The U.S. Department of Education unveiled its own dismaying contribution last week. Its “9/11 Materials for Teachers” exemplifies the creeping tendency in educator-land—especially in the woeful field known as “social studies”—to obscure the true history of September 11 and focus instead on a slanted, garbled evaluation of what followed.
No doubt Secretary Duncan’s team wanted to be helpful to classroom instructors. Surely they felt an obligation to say something about 9/11. But what they ended up with illustrates both the deepening risk that the next generation of young Americans will be clueless about the true significance of that epochal date in history and the hazards of Uncle Sam tangling at all with the school curriculum.

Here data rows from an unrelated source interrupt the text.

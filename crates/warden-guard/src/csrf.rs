//! Session-bound CSRF tokens
//!
//! Token layout: `<nonce>.<issued_at>.<mac>` where `mac` is
//! HMAC-SHA256(secret, `session_id|nonce.issued_at`), base64url encoded.

use base64::Engine;
use base64::engine::general_purpose::URL_SAFE_NO_PAD;
use chrono::Duration;
use hmac::{Hmac, Mac};
use rand::RngCore;
use sha2::Sha256;
use std::sync::Arc;
use tracing::debug;
use warden_core::{Clock, Error, Result, SystemClock};

type HmacSha256 = Hmac<Sha256>;

/// Shortest secret accepted, in bytes
pub const MIN_SECRET_LEN: usize = 16;

const NONCE_LEN: usize = 16;

/// Allowed skew for tokens stamped slightly in the future
const MAX_FUTURE_SKEW_SECS: i64 = 60;

/// Random secret suitable for development configurations
pub fn generate_secret() -> String {
    let mut bytes = [0u8; 32];
    rand::thread_rng().fill_bytes(&mut bytes);
    URL_SAFE_NO_PAD.encode(bytes)
}

/// Issues and verifies CSRF tokens
#[derive(Clone)]
pub struct CsrfProtector {
    secret: Vec<u8>,
    ttl: Duration,
    clock: Arc<dyn Clock>,
}

impl std::fmt::Debug for CsrfProtector {
    fn fmt(&self, f: &mut std::fmt::Formatter<'_>) -> std::fmt::Result {
        f.debug_struct("CsrfProtector")
            .field("ttl", &self.ttl)
            .finish_non_exhaustive()
    }
}

impl CsrfProtector {
    pub fn new(secret: impl Into<Vec<u8>>, ttl: Duration) -> Result<Self> {
        Self::with_clock(secret, ttl, Arc::new(SystemClock))
    }

    pub fn with_clock(
        secret: impl Into<Vec<u8>>,
        ttl: Duration,
        clock: Arc<dyn Clock>,
    ) -> Result<Self> {
        let secret = secret.into();
        if secret.len() < MIN_SECRET_LEN {
            return Err(Error::Configuration(format!(
                "CSRF secret must be at least {} bytes",
                MIN_SECRET_LEN
            )));
        }
        if ttl <= Duration::zero() {
            return Err(Error::Configuration("CSRF token ttl must be positive".into()));
        }
        Ok(Self { secret, ttl, clock })
    }

    fn mac(&self, session_id: &str, body: &str) -> Result<HmacSha256> {
        let mut mac = HmacSha256::new_from_slice(&self.secret)
            .map_err(|e| Error::Internal(format!("HMAC key rejected: {}", e)))?;
        mac.update(session_id.as_bytes());
        mac.update(b"|");
        mac.update(body.as_bytes());
        Ok(mac)
    }

    /// Issue a token bound to a session
    pub fn issue(&self, session_id: &str) -> Result<String> {
        let mut nonce = [0u8; NONCE_LEN];
        rand::thread_rng().fill_bytes(&mut nonce);

        let body = format!(
            "{}.{}",
            URL_SAFE_NO_PAD.encode(nonce),
            self.clock.now().timestamp()
        );
        let tag = self.mac(session_id, &body)?.finalize().into_bytes();
        Ok(format!("{}.{}", body, URL_SAFE_NO_PAD.encode(tag)))
    }

    /// Verify a token for a session; every failure is [`Error::CsrfTokenInvalid`]
    pub fn verify(&self, session_id: &str, token: &str) -> Result<()> {
        let mut parts = token.trim().splitn(3, '.');
        let (Some(nonce), Some(issued), Some(tag)) = (parts.next(), parts.next(), parts.next())
        else {
            return Err(Error::CsrfTokenInvalid);
        };

        let issued_at: i64 = issued.parse().map_err(|_| Error::CsrfTokenInvalid)?;
        let now = self.clock.now().timestamp();
        if issued_at > now + MAX_FUTURE_SKEW_SECS || now - issued_at > self.ttl.num_seconds() {
            debug!(session_id, "CSRF token outside its lifetime");
            return Err(Error::CsrfTokenInvalid);
        }

        let tag = URL_SAFE_NO_PAD
            .decode(tag)
            .map_err(|_| Error::CsrfTokenInvalid)?;
        let body = format!("{}.{}", nonce, issued);
        self.mac(session_id, &body)?
            .verify_slice(&tag)
            .map_err(|_| Error::CsrfTokenInvalid)
    }
}
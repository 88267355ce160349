//! Heuristic content scan
//!
//! This is pattern matching, NOT antivirus. A clean result only means none
//! of a small set of known-bad patterns was seen; it is never a guarantee
//! that a file is safe.

use crate::denylist::is_dangerous_extension;
use crate::signature::normalize_mime;
use regex::bytes::Regex;
use serde::{Deserialize, Serialize};
use std::sync::LazyLock;

/// Whether heuristic findings are warnings or hard errors
#[derive(Debug, Clone, Copy, Default, PartialEq, Eq, Serialize, Deserialize)]
#[serde(rename_all = "lowercase")]
pub enum ScanSeverity {
    #[default]
    Warning,
    Error,
}

/// One heuristic hit
#[derive(Debug, Clone, PartialEq, Eq, Serialize, Deserialize)]
pub struct ScanFinding {
    /// Short stable name of the matched rule
    pub rule: String,
    pub message: String,
}

impl ScanFinding {
    fn new(rule: &str, message: impl Into<String>) -> Self {
        Self {
            rule: rule.to_string(),
            message: message.into(),
        }
    }
}

const RESERVED_DEVICE_NAMES: &[&str] = &[
    "con", "prn", "aux", "nul", "com1", "com2", "com3", "com4", "com5", "com6", "com7", "com8",
    "com9", "lpt1", "lpt2", "lpt3", "lpt4", "lpt5", "lpt6", "lpt7", "lpt8", "lpt9",
];

/// Characters that reorder how a name is displayed
const BIDI_OVERRIDES: &[char] = &['\u{202A}', '\u{202B}', '\u{202D}', '\u{202E}', '\u{2066}', '\u{2067}', '\u{2068}'];

static SCRIPT_PATTERNS: LazyLock<Vec<(&'static str, Regex)>> = LazyLock::new(|| {
    [
        ("script-tag", r"(?i)<\s*script"),
        ("javascript-uri", r"(?i)javascript\s*:"),
        ("vbscript-uri", r"(?i)vbscript\s*:"),
        ("event-handler", r#"(?i)\bon[a-z]+\s*=\s*["']?"#),
        ("eval-call", r"(?i)\beval\s*\("),
        ("cookie-access", r"(?i)document\s*\.\s*cookie"),
        ("iframe-tag", r"(?i)<\s*iframe"),
    ]
    .into_iter()
    .map(|(name, pattern)| (name, Regex::new(pattern).expect("valid script pattern")))
    .collect()
});

static PDF_PATTERNS: LazyLock<Vec<(&'static str, Regex)>> = LazyLock::new(|| {
    [
        ("pdf-javascript", r"/JavaScript|/JS\s*[(<]"),
        ("pdf-launch", r"/Launch"),
        ("pdf-embedded-file", r"/EmbeddedFile"),
        ("pdf-open-action", r"/OpenAction"),
    ]
    .into_iter()
    .map(|(name, pattern)| (name, Regex::new(pattern).expect("valid PDF pattern")))
    .collect()
});

const TEXT_LIKE_EXTENSIONS: &[&str] = &["txt", "csv", "rtf", "md", "json", "xml", "log"];

/// Whether the content is inspected as text
pub fn is_text_like(mime: &str, extension: Option<&str>) -> bool {
    let mime = normalize_mime(mime);
    mime.starts_with("text/")
        || mime == "application/rtf"
        || mime == "application/json"
        || mime.ends_with("+xml")
        || extension.is_some_and(|ext| TEXT_LIKE_EXTENSIONS.contains(&ext))
}

/// Suspicious file-name patterns
pub fn scan_filename(name: &str) -> Vec<ScanFinding> {
    let mut findings = Vec::new();

    if name.chars().any(|c| BIDI_OVERRIDES.contains(&c)) {
        findings.push(ScanFinding::new(
            "bidi-override",
            "file name contains a bidirectional override character",
        ));
    }

    let parts: Vec<&str> = name.split('.').collect();
    if parts.len() > 2 {
        if let Some(inner) = parts[1..parts.len() - 1]
            .iter()
            .find(|p| is_dangerous_extension(p.trim()))
        {
            findings.push(ScanFinding::new(
                "double-extension",
                format!("file name hides a '.{}' extension", inner.trim().to_ascii_lowercase()),
            ));
        }
    }

    let stem = parts[0].trim().to_ascii_lowercase();
    if RESERVED_DEVICE_NAMES.contains(&stem.as_str()) {
        findings.push(ScanFinding::new(
            "reserved-device-name",
            format!("'{}' is a reserved device name", stem),
        ));
    }

    findings
}

/// Script-injection and active-content patterns in the file body
pub fn scan_content(mime: &str, extension: Option<&str>, bytes: &[u8]) -> Vec<ScanFinding> {
    let patterns: &[(&str, Regex)] = if is_text_like(mime, extension) {
        SCRIPT_PATTERNS.as_slice()
    } else if normalize_mime(mime) == "application/pdf" || extension == Some("pdf") {
        PDF_PATTERNS.as_slice()
    } else {
        return Vec::new();
    };

    patterns
        .iter()
        .filter(|(_, regex)| regex.is_match(bytes))
        .map(|(rule, _)| ScanFinding::new(rule, format!("content matches the '{}' pattern", rule)))
        .collect()
}

/// Name and content findings together, name first
pub fn scan(name: &str, mime: &str, extension: Option<&str>, bytes: &[u8]) -> Vec<ScanFinding> {
    let mut findings = scan_filename(name);
    findings.extend(scan_content(mime, extension, bytes));
    findings
}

The agency starts out with a whopping disclaimer, alerting readers that it “does not control or guarantee the accuracy, relevance, timeliness, or completeness of these materials, nor does the inclusion of links to these materials represent an endorsement of these materials or organizations that created them.” Nice try. What follows, however, needs more than a disclaimer.
- The first resource is an agency-compiled collection of stuff intended to build a “positive school climate” devoid of “bullying, harassment, and discrimination” because “students of certain ethnic and religious minority communities may feel particularly vulnerable” on 9/11.
- Then we encounter a “9/11 and the Constitution” curriculum that purports to use the occasion as a bridge to civics lessons but mainly uses the attacks to suggest that government efforts to fight terrorism have violated civil liberties.
- “Good Citizens in a Time of Emergency” is one lesson featured on ED’s 9/11 anniversary page—courtesy of a Chicago website devoted to examples of civil-rights abuses allegedly committed by the government in fighting terrorism. Other lessons on the page include “Habeas Corpus and ‘Enemy Combatants,’” “Using Torture on Suspected Terrorists,” and “Press Freedom and Military Censorship.”
- Another featured site, “Voices for Peace,” suggests commemorating 9/11 by “exploring alternatives to violence for promoting political change." Its lessons look at non-violent activism across the world and include quotes from Vietnam War protester Mary Beth Tinker (of Tinker v. Des Moines). The implicit condemnation of today’s War on Terror is hard to escape.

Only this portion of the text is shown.